## Problem description
Search the entries below for the word "false", then copy each line in which it is found.

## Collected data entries
____

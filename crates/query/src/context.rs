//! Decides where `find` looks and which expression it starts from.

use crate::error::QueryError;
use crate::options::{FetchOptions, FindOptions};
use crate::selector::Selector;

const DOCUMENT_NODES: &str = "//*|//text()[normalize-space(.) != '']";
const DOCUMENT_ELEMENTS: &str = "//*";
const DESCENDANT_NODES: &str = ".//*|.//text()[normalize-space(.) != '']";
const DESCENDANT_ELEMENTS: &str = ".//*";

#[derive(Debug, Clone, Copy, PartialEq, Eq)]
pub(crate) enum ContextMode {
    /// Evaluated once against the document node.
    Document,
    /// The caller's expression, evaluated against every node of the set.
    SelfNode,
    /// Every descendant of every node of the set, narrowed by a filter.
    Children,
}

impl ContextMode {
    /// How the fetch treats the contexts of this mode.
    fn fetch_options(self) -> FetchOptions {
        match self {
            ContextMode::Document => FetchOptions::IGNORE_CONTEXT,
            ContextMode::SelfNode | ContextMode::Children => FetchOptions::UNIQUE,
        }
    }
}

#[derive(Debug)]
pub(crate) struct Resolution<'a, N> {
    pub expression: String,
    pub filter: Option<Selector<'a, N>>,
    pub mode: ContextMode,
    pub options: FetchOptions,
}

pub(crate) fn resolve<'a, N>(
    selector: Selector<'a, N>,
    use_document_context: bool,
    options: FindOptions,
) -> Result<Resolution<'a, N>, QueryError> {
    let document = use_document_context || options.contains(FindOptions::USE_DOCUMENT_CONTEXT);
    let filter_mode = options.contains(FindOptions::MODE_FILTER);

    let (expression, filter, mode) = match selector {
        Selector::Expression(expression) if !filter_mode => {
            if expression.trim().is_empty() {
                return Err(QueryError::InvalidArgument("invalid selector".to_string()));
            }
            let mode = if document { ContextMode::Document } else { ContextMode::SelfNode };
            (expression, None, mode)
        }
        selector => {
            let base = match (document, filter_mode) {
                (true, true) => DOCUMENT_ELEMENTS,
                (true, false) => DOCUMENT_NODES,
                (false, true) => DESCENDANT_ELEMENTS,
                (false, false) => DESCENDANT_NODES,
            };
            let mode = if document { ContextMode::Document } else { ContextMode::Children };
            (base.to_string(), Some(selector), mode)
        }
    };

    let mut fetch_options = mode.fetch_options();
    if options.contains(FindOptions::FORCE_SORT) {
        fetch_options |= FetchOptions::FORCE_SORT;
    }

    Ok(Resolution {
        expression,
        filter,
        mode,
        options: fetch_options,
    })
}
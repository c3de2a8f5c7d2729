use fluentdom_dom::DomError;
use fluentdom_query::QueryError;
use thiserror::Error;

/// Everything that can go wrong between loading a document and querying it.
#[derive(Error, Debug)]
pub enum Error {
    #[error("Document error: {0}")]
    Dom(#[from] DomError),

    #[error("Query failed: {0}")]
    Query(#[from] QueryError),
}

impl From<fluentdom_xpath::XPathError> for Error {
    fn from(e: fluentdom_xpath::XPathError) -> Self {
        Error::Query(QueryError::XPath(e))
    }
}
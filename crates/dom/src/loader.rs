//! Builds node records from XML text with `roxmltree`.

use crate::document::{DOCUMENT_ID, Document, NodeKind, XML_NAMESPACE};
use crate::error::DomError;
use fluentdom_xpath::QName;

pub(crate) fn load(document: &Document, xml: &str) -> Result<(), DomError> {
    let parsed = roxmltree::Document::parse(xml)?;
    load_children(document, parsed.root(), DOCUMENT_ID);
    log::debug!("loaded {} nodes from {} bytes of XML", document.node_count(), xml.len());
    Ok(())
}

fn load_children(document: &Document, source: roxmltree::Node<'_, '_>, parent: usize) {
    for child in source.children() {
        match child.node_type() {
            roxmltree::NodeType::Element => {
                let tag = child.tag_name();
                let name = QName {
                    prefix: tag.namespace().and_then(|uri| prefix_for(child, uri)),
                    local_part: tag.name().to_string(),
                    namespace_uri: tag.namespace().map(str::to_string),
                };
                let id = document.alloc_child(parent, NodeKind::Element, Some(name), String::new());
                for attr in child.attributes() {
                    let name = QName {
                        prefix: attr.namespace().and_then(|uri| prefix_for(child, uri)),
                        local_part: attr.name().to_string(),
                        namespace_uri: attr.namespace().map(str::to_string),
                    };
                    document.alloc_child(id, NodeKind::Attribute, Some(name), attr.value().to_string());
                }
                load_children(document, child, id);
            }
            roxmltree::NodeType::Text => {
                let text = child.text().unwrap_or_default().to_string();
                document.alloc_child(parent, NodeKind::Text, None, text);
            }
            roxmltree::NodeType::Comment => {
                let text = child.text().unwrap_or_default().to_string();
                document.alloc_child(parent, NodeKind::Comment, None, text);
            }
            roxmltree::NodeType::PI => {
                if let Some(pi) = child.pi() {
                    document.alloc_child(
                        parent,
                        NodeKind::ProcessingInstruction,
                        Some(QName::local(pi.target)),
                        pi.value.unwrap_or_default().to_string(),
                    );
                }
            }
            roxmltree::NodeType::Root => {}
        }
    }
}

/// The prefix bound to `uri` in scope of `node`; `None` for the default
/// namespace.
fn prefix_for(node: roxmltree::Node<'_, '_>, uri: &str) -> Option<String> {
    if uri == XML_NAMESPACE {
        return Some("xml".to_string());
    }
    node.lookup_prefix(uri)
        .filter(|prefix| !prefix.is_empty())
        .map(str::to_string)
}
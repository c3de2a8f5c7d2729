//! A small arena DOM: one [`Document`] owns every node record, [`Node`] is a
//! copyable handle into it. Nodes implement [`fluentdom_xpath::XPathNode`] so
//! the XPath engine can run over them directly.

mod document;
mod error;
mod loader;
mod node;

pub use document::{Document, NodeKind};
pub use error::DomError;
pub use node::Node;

____

## Exercise output
                (true, false) => DOCUMENT_NODES,
                (false, true) => DESCENDANT_ELEMENTS,
                (false, false) => DESCENDANT_NODES,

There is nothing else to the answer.